Extracted records:
#####
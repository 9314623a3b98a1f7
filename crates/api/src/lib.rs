//! API clients and routing abstractions for external services.
//!
//! This crate provides:
//! - Swap routing: the interface rebalancing uses to convert tokens
//! - Bank metadata: token symbols for human-readable logs

mod metadata;
pub mod swap;

pub use metadata::{parse_metadata, BankMetadata, BankMetadataClient, BankMetadataMap};
pub use swap::{apply_slippage, SwapExecution, SwapParams, SwapRoute, SwapRouter};
impl SimulatedLedger {
    /// Create an empty ledger with an empty liquidator account.
    pub fn new(liquidator: Address, owner: Address) -> Self {
        let mut accounts = BTreeMap::new();
        accounts.insert(liquidator, Account::new(liquidator, owner));

        Self {
            liquidator,
            owner,
            state: RwLock::new(LedgerState {
                group: GroupSnapshot::new(),
                accounts,
                wallet: HashMap::new(),
                swap_fee_bps: 0,
                actions: Vec::new(),
            }),
            failures: DashMap::new(),
            tx_counter: AtomicU64::new(0),
        }
    }

    /// Build a ledger from a snapshot document.
    pub fn from_snapshot(snapshot: LedgerSnapshot) -> Self {
        let mut ledger = Self::new(snapshot.liquidator, snapshot.owner)
            .with_swap_fee_bps(snapshot.swap_fee_bps);
        for entry in snapshot.banks {
            ledger = ledger.with_bank(entry.bank, entry.price);
        }
        for account in snapshot.accounts {
            ledger = ledger.with_account(account);
        }
        for (mint, amount) in snapshot.wallet {
            ledger = ledger.with_wallet_balance(mint, amount);
        }
        ledger
    }

    pub fn with_bank(mut self, bank: Bank, price: PriceInfo) -> Self {
        self.state.get_mut().group.insert(bank, price);
        self
    }

    /// Add or replace an account. The liquidator's account keeps its owner.
    pub fn with_account(mut self, mut account: Account) -> Self {
        if account.address == self.liquidator {
            account.authority = self.owner;
        }
        self.state.get_mut().accounts.insert(account.address, account);
        self
    }

    pub fn with_wallet_balance(mut self, mint: Address, amount: f64) -> Self {
        self.state.get_mut().wallet.insert(mint, amount);
        self
    }

    pub fn with_swap_fee_bps(mut self, fee_bps: u16) -> Self {
        self.state.get_mut().swap_fee_bps = fee_bps.min(10_000);
        self
    }

    /// Make the next call of `operation` fail with `error`.
    pub fn fail_next(&self, operation: Operation, error: LedgerError) {
        self.failures.insert(operation, error);
    }

    /// Move an oracle price.
    pub fn set_price(&self, bank: Address, price: PriceInfo) -> LedgerResult<()> {
        let mut state = self.state.write();
        let bank = state
            .group
            .bank(&bank)
            .cloned()
            .ok_or(LedgerError::BankNotFound(bank))?;
        state.group.insert(bank, price);
        Ok(())
    }

    pub fn set_wallet_balance(&self, mint: Address, amount: f64) {
        self.state.write().wallet.insert(mint, amount);
    }

    /// Wallet balance of a mint.
    pub fn wallet_balance(&self, mint: &Address) -> f64 {
        self.state.read().wallet.get(mint).copied().unwrap_or(0.0)
    }

    /// Current state of an account.
    pub fn account(&self, address: &Address) -> Option<Account> {
        self.state.read().accounts.get(address).cloned()
    }

    /// All state-changing actions so far.
    pub fn actions(&self) -> Vec<LedgerAction> {
        self.state.read().actions.clone()
    }

    pub fn clear_actions(&self) {
        self.state.write().actions.clear();
    }

    fn check_failure(&self, operation: Operation) -> LedgerResult<()> {
        match self.failures.remove(&operation) {
            Some((_, error)) => Err(error),
            None => Ok(()),
        }
    }

    fn next_signature(&self) -> B256 {
        let n = self.tx_counter.fetch_add(1, Ordering::SeqCst) + 1;
        B256::from(U256::from(n))
    }

    /// Apply `f` to a copy of the liquidator account and commit it only if
    /// `f` succeeds and the result still meets the initial margin.
    fn mutate_liquidator<F>(&self, state: &mut LedgerState, bank: Address, f: F) -> LedgerResult<()>
    where
        F: FnOnce(&mut Account, &GroupSnapshot, &mut HashMap<Address, f64>) -> LedgerResult<()>,
    {
        let mut account = state
            .accounts
            .get(&self.liquidator)
            .cloned()
            .ok_or(LedgerError::AccountNotFound(self.liquidator))?;
        let mut wallet = state.wallet.clone();
        let before = account
            .compute_health_components(&state.group, MarginRequirement::Initial)
            .health();

        f(&mut account, &state.group, &mut wallet)?;

        // Actions that leave the account below the initial requirement are
        // only allowed when they improve it
        let after = account
            .compute_health_components(&state.group, MarginRequirement::Initial);
        let tolerance = EPSILON * after.liabilities.max(1.0);
        if after.health() < -tolerance && after.health() < before - tolerance {
            return Err(LedgerError::ExceedsFreeCollateral(bank));
        }

        state.accounts.insert(self.liquidator, account);
        state.wallet = wallet;
        Ok(())
    }
}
#####
Work request: Work out the number of lines in the records that contain the string "amount". Nothing but that number should be sent back.

Response area: 6